# What is being asked:
Transcribe the records in their entirety, exactly as given.

# Records for this exercise:
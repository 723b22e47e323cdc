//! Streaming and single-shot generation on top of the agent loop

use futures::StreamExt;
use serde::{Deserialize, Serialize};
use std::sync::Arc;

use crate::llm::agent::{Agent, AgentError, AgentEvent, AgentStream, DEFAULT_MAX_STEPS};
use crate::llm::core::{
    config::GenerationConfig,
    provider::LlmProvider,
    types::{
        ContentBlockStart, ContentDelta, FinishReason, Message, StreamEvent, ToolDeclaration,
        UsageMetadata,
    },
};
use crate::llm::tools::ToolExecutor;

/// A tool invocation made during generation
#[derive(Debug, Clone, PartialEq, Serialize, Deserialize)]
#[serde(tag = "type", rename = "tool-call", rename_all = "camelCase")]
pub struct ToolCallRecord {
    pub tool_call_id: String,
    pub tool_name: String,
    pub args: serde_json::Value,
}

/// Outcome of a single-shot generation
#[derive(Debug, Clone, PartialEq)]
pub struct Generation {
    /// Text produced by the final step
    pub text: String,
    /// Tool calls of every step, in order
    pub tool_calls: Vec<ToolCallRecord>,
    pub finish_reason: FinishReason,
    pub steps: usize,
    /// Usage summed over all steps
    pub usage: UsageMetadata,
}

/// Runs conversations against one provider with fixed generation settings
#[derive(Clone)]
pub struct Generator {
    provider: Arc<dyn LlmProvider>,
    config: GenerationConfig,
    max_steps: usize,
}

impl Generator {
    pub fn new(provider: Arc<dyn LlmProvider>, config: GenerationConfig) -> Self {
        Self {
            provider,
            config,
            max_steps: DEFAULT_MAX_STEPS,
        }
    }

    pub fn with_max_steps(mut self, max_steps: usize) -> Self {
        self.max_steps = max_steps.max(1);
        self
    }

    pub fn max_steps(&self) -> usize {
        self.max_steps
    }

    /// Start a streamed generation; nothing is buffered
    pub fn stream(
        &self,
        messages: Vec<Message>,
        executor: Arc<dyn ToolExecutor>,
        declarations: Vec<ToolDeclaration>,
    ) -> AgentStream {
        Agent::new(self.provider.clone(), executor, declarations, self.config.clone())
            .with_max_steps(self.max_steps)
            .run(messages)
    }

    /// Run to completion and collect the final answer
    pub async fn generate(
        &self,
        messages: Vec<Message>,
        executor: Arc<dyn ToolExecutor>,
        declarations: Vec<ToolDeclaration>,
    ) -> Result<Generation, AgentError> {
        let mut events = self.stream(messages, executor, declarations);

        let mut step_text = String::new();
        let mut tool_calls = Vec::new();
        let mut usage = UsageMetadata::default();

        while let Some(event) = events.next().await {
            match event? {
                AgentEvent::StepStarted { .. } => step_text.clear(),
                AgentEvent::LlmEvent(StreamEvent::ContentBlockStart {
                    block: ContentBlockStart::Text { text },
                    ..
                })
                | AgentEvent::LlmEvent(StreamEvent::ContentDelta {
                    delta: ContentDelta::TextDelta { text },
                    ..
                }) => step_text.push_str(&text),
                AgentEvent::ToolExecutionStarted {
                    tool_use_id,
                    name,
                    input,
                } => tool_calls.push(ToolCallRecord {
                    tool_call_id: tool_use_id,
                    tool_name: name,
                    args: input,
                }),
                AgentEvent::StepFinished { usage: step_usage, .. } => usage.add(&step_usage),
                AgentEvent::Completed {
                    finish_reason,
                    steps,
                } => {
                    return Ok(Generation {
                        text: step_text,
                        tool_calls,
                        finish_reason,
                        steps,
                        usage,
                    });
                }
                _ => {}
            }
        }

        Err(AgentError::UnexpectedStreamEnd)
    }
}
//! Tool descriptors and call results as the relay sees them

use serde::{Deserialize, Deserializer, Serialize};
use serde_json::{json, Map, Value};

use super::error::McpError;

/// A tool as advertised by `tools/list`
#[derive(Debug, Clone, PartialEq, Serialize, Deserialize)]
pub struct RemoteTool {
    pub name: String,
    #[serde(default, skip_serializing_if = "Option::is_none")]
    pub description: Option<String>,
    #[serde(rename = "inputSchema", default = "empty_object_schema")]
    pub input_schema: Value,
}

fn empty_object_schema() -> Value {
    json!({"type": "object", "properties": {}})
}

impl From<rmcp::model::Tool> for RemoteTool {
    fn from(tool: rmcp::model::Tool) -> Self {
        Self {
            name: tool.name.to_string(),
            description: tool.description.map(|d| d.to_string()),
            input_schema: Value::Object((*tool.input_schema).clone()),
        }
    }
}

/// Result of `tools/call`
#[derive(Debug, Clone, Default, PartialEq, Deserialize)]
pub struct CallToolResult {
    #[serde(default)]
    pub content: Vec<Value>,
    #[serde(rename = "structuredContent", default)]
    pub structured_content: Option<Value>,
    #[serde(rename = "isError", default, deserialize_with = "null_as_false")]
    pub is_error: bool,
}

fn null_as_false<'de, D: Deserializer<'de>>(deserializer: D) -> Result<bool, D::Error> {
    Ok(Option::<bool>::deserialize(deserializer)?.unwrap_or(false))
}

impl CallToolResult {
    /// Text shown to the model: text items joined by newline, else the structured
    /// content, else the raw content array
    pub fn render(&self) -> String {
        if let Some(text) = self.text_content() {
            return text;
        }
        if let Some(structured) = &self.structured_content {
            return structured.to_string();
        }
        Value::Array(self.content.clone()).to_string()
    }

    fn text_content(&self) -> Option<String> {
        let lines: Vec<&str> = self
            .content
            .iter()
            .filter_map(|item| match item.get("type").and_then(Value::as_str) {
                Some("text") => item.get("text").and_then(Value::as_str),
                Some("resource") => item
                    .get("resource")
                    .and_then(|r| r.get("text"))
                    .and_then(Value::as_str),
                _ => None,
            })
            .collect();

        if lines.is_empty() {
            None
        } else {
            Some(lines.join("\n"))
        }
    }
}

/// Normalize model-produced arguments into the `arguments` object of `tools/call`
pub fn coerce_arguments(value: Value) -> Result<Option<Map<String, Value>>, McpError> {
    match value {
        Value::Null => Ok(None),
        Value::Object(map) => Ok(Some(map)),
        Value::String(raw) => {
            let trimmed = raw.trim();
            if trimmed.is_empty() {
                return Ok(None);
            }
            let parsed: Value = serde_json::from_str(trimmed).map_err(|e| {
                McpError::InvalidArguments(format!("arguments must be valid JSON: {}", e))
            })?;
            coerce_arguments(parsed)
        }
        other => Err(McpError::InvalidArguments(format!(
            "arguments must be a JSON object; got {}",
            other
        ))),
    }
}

# Response area:
repository 723b22e47e323cdc
//! Streaming and single-shot generation on top of the agent loop

use futures::StreamExt;
use serde::{Deserialize, Serialize};
use std::sync::Arc;

use crate::llm::agent::{Agent, AgentError, AgentEvent, AgentStream, DEFAULT_MAX_STEPS};
use crate::llm::core::{
    config::GenerationConfig,
    provider::LlmProvider,
    types::{
        ContentBlockStart, ContentDelta, FinishReason, Message, StreamEvent, ToolDeclaration,
        UsageMetadata,
    },
};
use crate::llm::tools::ToolExecutor;

/// A tool invocation made during generation
#[derive(Debug, Clone, PartialEq, Serialize, Deserialize)]
#[serde(tag = "type", rename = "tool-call", rename_all = "camelCase")]
pub struct ToolCallRecord {
    pub tool_call_id: String,
    pub tool_name: String,
    pub args: serde_json::Value,
}

/// Outcome of a single-shot generation
#[derive(Debug, Clone, PartialEq)]
pub struct Generation {
    /// Text produced by the final step
    pub text: String,
    /// Tool calls of every step, in order
    pub tool_calls: Vec<ToolCallRecord>,
    pub finish_reason: FinishReason,
    pub steps: usize,
    /// Usage summed over all steps
    pub usage: UsageMetadata,
}

/// Runs conversations against one provider with fixed generation settings
#[derive(Clone)]
pub struct Generator {
    provider: Arc<dyn LlmProvider>,
    config: GenerationConfig,
    max_steps: usize,
}

impl Generator {
    pub fn new(provider: Arc<dyn LlmProvider>, config: GenerationConfig) -> Self {
        Self {
            provider,
            config,
            max_steps: DEFAULT_MAX_STEPS,
        }
    }

    pub fn with_max_steps(mut self, max_steps: usize) -> Self {
        self.max_steps = max_steps.max(1);
        self
    }

    pub fn max_steps(&self) -> usize {
        self.max_steps
    }

    /// Start a streamed generation; nothing is buffered
    pub fn stream(
        &self,
        messages: Vec<Message>,
        executor: Arc<dyn ToolExecutor>,
        declarations: Vec<ToolDeclaration>,
    ) -> AgentStream {
        Agent::new(self.provider.clone(), executor, declarations, self.config.clone())
            .with_max_steps(self.max_steps)
            .run(messages)
    }

    /// Run to completion and collect the final answer
    pub async fn generate(
        &self,
        messages: Vec<Message>,
        executor: Arc<dyn ToolExecutor>,
        declarations: Vec<ToolDeclaration>,
    ) -> Result<Generation, AgentError> {
        let mut events = self.stream(messages, executor, declarations);

        let mut step_text = String::new();
        let mut tool_calls = Vec::new();
        let mut usage = UsageMetadata::default();

        while let Some(event) = events.next().await {
            match event? {
                AgentEvent::StepStarted { .. } => step_text.clear(),
                AgentEvent::LlmEvent(StreamEvent::ContentBlockStart {
                    block: ContentBlockStart::Text { text },
                    ..
                })
                | AgentEvent::LlmEvent(StreamEvent::ContentDelta {
                    delta: ContentDelta::TextDelta { text },
                    ..
                }) => step_text.push_str(&text),
                AgentEvent::ToolExecutionStarted {
                    tool_use_id,
                    name,
                    input,
                } => tool_calls.push(ToolCallRecord {
                    tool_call_id: tool_use_id,
                    tool_name: name,
                    args: input,
                }),
                AgentEvent::StepFinished { usage: step_usage, .. } => usage.add(&step_usage),
                AgentEvent::Completed {
                    finish_reason,
                    steps,
                } => {
                    return Ok(Generation {
                        text: step_text,
                        tool_calls,
                        finish_reason,
                        steps,
                        usage,
                    });
                }
                _ => {}
            }
        }

        Err(AgentError::UnexpectedStreamEnd)
    }
}
//! Tool descriptors and call results as the relay sees them

use serde::{Deserialize, Deserializer, Serialize};
use serde_json::{json, Map, Value};

use super::error::McpError;

/// A tool as advertised by `tools/list`
#[derive(Debug, Clone, PartialEq, Serialize, Deserialize)]
pub struct RemoteTool {
    pub name: String,
    #[serde(default, skip_serializing_if = "Option::is_none")]
    pub description: Option<String>,
    #[serde(rename = "inputSchema", default = "empty_object_schema")]
    pub input_schema: Value,
}

fn empty_object_schema() -> Value {
    json!({"type": "object", "properties": {}})
}

impl From<rmcp::model::Tool> for RemoteTool {
    fn from(tool: rmcp::model::Tool) -> Self {
        Self {
            name: tool.name.to_string(),
            description: tool.description.map(|d| d.to_string()),
            input_schema: Value::Object((*tool.input_schema).clone()),
        }
    }
}

/// Result of `tools/call`
#[derive(Debug, Clone, Default, PartialEq, Deserialize)]
pub struct CallToolResult {
    #[serde(default)]
    pub content: Vec<Value>,
    #[serde(rename = "structuredContent", default)]
    pub structured_content: Option<Value>,
    #[serde(rename = "isError", default, deserialize_with = "null_as_false")]
    pub is_error: bool,
}

fn null_as_false<'de, D: Deserializer<'de>>(deserializer: D) -> Result<bool, D::Error> {
    Ok(Option::<bool>::deserialize(deserializer)?.unwrap_or(false))
}

impl CallToolResult {
    /// Text shown to the model: text items joined by newline, else the structured
    /// content, else the raw content array
    pub fn render(&self) -> String {
        if let Some(text) = self.text_content() {
            return text;
        }
        if let Some(structured) = &self.structured_content {
            return structured.to_string();
        }
        Value::Array(self.content.clone()).to_string()
    }

    fn text_content(&self) -> Option<String> {
        let lines: Vec<&str> = self
            .content
            .iter()
            .filter_map(|item| match item.get("type").and_then(Value::as_str) {
                Some("text") => item.get("text").and_then(Value::as_str),
                Some("resource") => item
                    .get("resource")
                    .and_then(|r| r.get("text"))
                    .and_then(Value::as_str),
                _ => None,
            })
            .collect();

        if lines.is_empty() {
            None
        } else {
            Some(lines.join("\n"))
        }
    }
}

/// Normalize model-produced arguments into the `arguments` object of `tools/call`
pub fn coerce_arguments(value: Value) -> Result<Option<Map<String, Value>>, McpError> {
    match value {
        Value::Null => Ok(None),
        Value::Object(map) => Ok(Some(map)),
        Value::String(raw) => {
            let trimmed = raw.trim();
            if trimmed.is_empty() {
                return Ok(None);
            }
            let parsed: Value = serde_json::from_str(trimmed).map_err(|e| {
                McpError::InvalidArguments(format!("arguments must be valid JSON: {}", e))
            })?;
            coerce_arguments(parsed)
        }
        other => Err(McpError::InvalidArguments(format!(
            "arguments must be a JSON object; got {}",
            other
        ))),
    }
}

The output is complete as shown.